18/07/2016 - Prefeitos pré-candidatos “tiram” sites institucionais do ar por 3 meses

Diversas prefeituras de Mato Grosso deixaram de atualizar os sites institucionais com notícias e informativos e justificam, em comunicados, que a medida foi tomada em função de ser ano de eleições municipais. Dessa forma, a ideia é atender à legislação eleitoral. Páginas nas redes sociais também foram suspensas temporariamente. Conforme apurou a reportagem do Gazeta Digital, a orientação para que os gestores parassem de usar o veículo oficial de comunicação partiu  da Associação Mato-Grossense dos Municípios (AMM).

 

Os prefeitos e vices que são pré-candidatos a reeleição no pleito que ocorre em outubro, estão com receio de que, com base na legislação eleitoral, possam ser enquadrados ou acusados por adversários políticos, de fazer propaganda pessoal para se autobeneficiarem utilizando a estrutura pública. Acontece que, as informações de ultilidade pública não deveriam sair do ar.

 

A questão não está pacificada. Apesar de nossa reportagem não ter tido acesso ao documento enviado pela AMM às prefeituras de Mato Grosso, fontes ouvidas pelo Gazeta Digital disseram que o comunicado é "confuso e gerou interpretações diversas da Lei Eleitoral e vai gerar confusão". 

 

As prefeituras de Cuiabá e Várzea Grande, os maiores municípios do Estado, estão mantendo os sites normalmente, com atualizações e matérias. Porém, sem citar os gestores nas matérias publicadas, conforme determina a lei.

 

O secretário de Comunicação de Várzea Grande, Marcos Lemos, justificou que a assessoria jurídica do município não vê problema na matutenção e atualização das matérias que correspondem a atos institucionais e não da agente política, no caso, da prefeita Lucimar Campos (DEM).

 

Um caso recente de propaganda irrelugar em site institucional ocorreu na cidade de São Paulo, onde o prefeito Fernando Haddad em atos e solenidades, caracteriza propaganda institucional em período vedado.  De acordo com a justiça, a divulgação de obras, serviços e programas da Municipalidade, assim como a participação do prefeito Fernando Haddad estão proibidas.
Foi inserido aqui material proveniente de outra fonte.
//! External forcing f(t).
//!
//! Each force type carries only the fields it needs. The force vector has
//! one entry per DOF and is applied through the state-space input matrix.

use nalgebra::DVector;
use serde::{Deserialize, Serialize};
use std::f64::consts::PI;

use crate::error::{MsdError, Result};

/// Force amplitude: the same value on every DOF, or one value per DOF.
#[derive(Debug, Clone, PartialEq, Serialize, Deserialize)]
#[serde(untagged)]
pub enum Amplitude {
    Uniform(f64),
    PerDof(Vec<f64>),
}

impl Default for Amplitude {
    fn default() -> Self {
        Amplitude::Uniform(1.0)
    }
}

impl Amplitude {
    /// Amplitude vector for an `n`-DOF system.
    ///
    /// A `PerDof` amplitude shorter than `n` is zero-padded; callers that
    /// need strictness use [`validate`](Self::validate) first.
    pub fn vector(&self, n: usize) -> DVector<f64> {
        match self {
            Amplitude::Uniform(value) => DVector::from_element(n, *value),
            Amplitude::PerDof(values) => {
                DVector::from_fn(n, |i, _| values.get(i).copied().unwrap_or(0.0))
            }
        }
    }

    /// Check the amplitude against an `n`-DOF system.
    pub fn validate(&self, n: usize) -> Result<()> {
        match self {
            Amplitude::Uniform(value) if !value.is_finite() => Err(MsdError::config(
                "Force amplitude must be finite",
            )),
            Amplitude::PerDof(values) if values.len() != n => Err(MsdError::config(format!(
                "Force amplitude has {} entries but the system has {} degrees of freedom",
                values.len(),
                n
            ))),
            Amplitude::PerDof(values) if values.iter().any(|v| !v.is_finite()) => Err(
                MsdError::config("Force amplitude entries must be finite"),
            ),
            _ => Ok(()),
        }
    }
}

/// Raised-cosine fade-in applied to a sine force.
#[derive(Debug, Clone, Copy, PartialEq, Serialize, Deserialize)]
pub struct SineRamp {
    /// Time at which the ramp starts
    #[serde(default)]
    pub start: f64,
    /// Time the ramp takes to reach full amplitude
    pub duration: f64,
}

impl SineRamp {
    /// 0 before `start`, 0.5·(1 − cos(π·elapsed/duration)) while ramping,
    /// 1 afterwards. A non-positive or non-finite duration disables the ramp.
    pub fn scale(&self, t: f64) -> f64 {
        if !(self.duration.is_finite() && self.duration > 0.0) {
            return 1.0;
        }
        let start = if self.start.is_finite() { self.start } else { 0.0 };
        let elapsed = t - start;
        if elapsed <= 0.0 {
            0.0
        } else if elapsed < self.duration {
            0.5 * (1.0 - (PI * elapsed / self.duration).cos())
        } else {
            1.0
        }
    }
}

/// Configuration of the external force.
#[derive(Debug, Clone, PartialEq, Default, Serialize, Deserialize)]
#[serde(tag = "type", rename_all = "lowercase")]
pub enum ForceConfig {
    /// No external force.
    #[default]
    None,
    /// Constant force inside `[onset, release]`; a missing bound is open.
    Step {
        #[serde(default)]
        amplitude: Amplitude,
        #[serde(default)]
        onset: Option<f64>,
        #[serde(default)]
        release: Option<f64>,
    },
    /// Near-Dirac pulse active only within the impulse window around `at`.
    Impulse {
        #[serde(default)]
        amplitude: Amplitude,
        at: f64,
    },
    /// amplitude · sin(2π·f·t) · ramp(t)
    Sine {
        #[serde(default)]
        amplitude: Amplitude,
        frequency_hz: f64,
        #[serde(default)]
        ramp: Option<SineRamp>,
    },
}

impl ForceConfig {
    pub fn step(amplitude: Amplitude, onset: f64) -> Self {
        ForceConfig::Step {
            amplitude,
            onset: Some(onset),
            release: None,
        }
    }

    pub fn impulse(amplitude: Amplitude, at: f64) -> Self {
        ForceConfig::Impulse { amplitude, at }
    }

    pub fn sine(amplitude: Amplitude, frequency_hz: f64) -> Self {
        ForceConfig::Sine {
            amplitude,
            frequency_hz,
            ramp: None,
        }
    }

    pub fn amplitude(&self) -> Option<&Amplitude> {
        match self {
            ForceConfig::None => None,
            ForceConfig::Step { amplitude, .. }
            | ForceConfig::Impulse { amplitude, .. }
            | ForceConfig::Sine { amplitude, .. } => Some(amplitude),
        }
    }

    /// Check the configuration against an `n`-DOF system.
    pub fn validate(&self, n: usize) -> Result<()> {
        if let Some(amplitude) = self.amplitude() {
            amplitude.validate(n)?;
        }
        match self {
            ForceConfig::Sine { frequency_hz, .. } if !frequency_hz.is_finite() => {
                Err(MsdError::config("Sine force frequency must be finite"))
            }
            ForceConfig::Impulse { at, .. } if !at.is_finite() => {
                Err(MsdError::config("Impulse time must be finite"))
            }
            _ => Ok(()),
        }
    }

    /// Force vector (length `n`) at time `t`.
    pub fn force_at_time(&self, t: f64, n: usize, impulse_window: f64) -> DVector<f64> {
        match self {
            ForceConfig::None => DVector::zeros(n),
            ForceConfig::Step {
                amplitude,
                onset,
                release,
            } => {
                let after_onset = onset.is_none_or(|t1| t >= t1);
                let before_release = release.is_none_or(|t2| t <= t2);
                if after_onset && before_release {
                    amplitude.vector(n)
                } else {
                    DVector::zeros(n)
                }
            }
            ForceConfig::Impulse { amplitude, at } => {
                if (t - at).abs() < impulse_window {
                    amplitude.vector(n)
                } else {
                    DVector::zeros(n)
                }
            }
            ForceConfig::Sine {
                amplitude,
                frequency_hz,
                ramp,
            } => {
                let ramp_scale = ramp.map_or(1.0, |r| r.scale(t));
                let scaled = (2.0 * PI * frequency_hz * t).sin() * ramp_scale;
                amplitude.vector(n) * scaled
            }
        }
    }
}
As publicações mencionam entrega de apartamentos, ampliação de serviços de saúde e participação do prefeito em inaugurações, entre outros.

 

Numa breve consulta realizada acessando os sites de algumas prefeituras, o Gazeta Digital constatou que a suspensão da veiculação de notícias começou nos primeiros dias de julho e vai se estender até a primeira semana de outubro.

 

Confira alguns Municípios que adotam tal medida

 A reportagem não acessou os sites de todas as prefeituras, mas de apenas alguns dos municípios que mantêm a dinâmica de atualizações constantes com noticiário sobre as ações e atos administrativos. Entre eles, estão com o noticiário fora do ar: Rondonópolis, Sinop, Barra do Garças, Sorriso, Pontes e Lacerda, Tangará da Serra, Campo Novo do Parecis, Poconé, Lucas do Rio Verde, Nova Mutum, Juína, Brasnorte, Diamantino, Comodoro, Itiquira, Guiratinga, Pontal do Araguaia, Querência, Pedra Preta, Paranaíta, Vera e Vila Rica.

 

No caso da prefeitura de Campo Verde, as notícias já publicadas permanecem no site disponíveis para acesso dos internautas. No entanto, aparece um comunicado informando que a Prefeitura desde zero hora de 2 de julho não atualiza notícias de seu site na internet e páginas nas redes sociais. “Essa regra será vigente até o dia 2 de outubro de 2016”, informa a publicação.

 

A prefeitura de Campos de Júlio adotou a mesma estratégia e deixou de publicar notícias em seu site desde o dia 7 de julho e só vai retomar as atualizações a partir de 7 de outubro. As notícias antigas continuam no ar.